◆ Brief ◆
Please restate the material below word for word, from the first line through the one that contains "descriptor type byte.", inclusive.

START Working data

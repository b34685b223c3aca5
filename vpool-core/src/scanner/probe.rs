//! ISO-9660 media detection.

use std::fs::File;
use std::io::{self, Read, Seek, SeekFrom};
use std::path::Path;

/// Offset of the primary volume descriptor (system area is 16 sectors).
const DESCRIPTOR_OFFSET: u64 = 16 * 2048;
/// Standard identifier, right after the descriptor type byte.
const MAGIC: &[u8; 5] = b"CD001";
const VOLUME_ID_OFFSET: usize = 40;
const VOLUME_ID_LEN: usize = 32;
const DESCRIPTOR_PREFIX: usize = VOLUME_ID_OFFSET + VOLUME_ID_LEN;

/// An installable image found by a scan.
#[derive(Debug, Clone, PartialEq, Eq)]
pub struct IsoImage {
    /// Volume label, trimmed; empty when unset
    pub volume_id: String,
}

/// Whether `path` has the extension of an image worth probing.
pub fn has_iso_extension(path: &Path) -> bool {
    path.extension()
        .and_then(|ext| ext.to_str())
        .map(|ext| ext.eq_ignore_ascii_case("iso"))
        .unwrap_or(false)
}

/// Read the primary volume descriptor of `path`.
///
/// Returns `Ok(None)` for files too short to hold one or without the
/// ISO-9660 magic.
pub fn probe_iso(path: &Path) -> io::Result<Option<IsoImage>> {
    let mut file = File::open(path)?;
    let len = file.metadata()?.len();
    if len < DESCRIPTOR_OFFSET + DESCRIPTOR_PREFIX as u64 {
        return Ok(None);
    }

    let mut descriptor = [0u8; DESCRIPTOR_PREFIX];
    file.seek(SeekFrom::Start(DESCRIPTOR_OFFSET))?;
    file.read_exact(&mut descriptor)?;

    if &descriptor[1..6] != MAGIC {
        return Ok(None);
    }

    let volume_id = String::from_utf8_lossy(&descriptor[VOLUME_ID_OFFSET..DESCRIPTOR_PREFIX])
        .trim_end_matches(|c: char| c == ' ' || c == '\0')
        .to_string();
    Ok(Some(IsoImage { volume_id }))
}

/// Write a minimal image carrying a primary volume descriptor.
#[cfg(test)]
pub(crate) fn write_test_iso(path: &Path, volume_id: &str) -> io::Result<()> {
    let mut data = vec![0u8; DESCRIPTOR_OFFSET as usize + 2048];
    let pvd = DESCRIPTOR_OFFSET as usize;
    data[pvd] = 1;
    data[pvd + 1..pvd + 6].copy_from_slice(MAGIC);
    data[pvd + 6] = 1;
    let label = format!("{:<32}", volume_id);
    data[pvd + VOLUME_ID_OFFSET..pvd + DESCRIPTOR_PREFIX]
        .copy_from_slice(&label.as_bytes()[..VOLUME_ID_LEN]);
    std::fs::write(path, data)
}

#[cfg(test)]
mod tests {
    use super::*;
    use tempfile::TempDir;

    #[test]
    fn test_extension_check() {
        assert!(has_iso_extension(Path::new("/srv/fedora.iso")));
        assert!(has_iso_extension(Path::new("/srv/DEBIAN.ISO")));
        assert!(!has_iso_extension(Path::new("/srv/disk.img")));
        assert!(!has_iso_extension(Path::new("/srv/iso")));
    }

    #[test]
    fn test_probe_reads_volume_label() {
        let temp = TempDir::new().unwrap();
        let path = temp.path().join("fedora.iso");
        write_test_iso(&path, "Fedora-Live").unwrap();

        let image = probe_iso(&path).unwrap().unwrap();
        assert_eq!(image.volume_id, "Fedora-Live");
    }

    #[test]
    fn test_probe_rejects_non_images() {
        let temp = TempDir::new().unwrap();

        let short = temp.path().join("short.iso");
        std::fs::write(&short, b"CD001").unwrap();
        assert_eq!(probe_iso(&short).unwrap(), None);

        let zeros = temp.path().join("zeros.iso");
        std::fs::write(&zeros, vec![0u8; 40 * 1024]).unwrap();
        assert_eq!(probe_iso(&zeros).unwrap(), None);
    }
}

END Working data

◆ Response area ◆
repository b34685b223c3aca5
filename vpool-core/src/scanner/probe.rs
//! ISO-9660 media detection.

use std::fs::File;
use std::io::{self, Read, Seek, SeekFrom};
use std::path::Path;

/// Offset of the primary volume descriptor (system area is 16 sectors).
const DESCRIPTOR_OFFSET: u64 = 16 * 2048;
/// Standard identifier, right after the descriptor type byte.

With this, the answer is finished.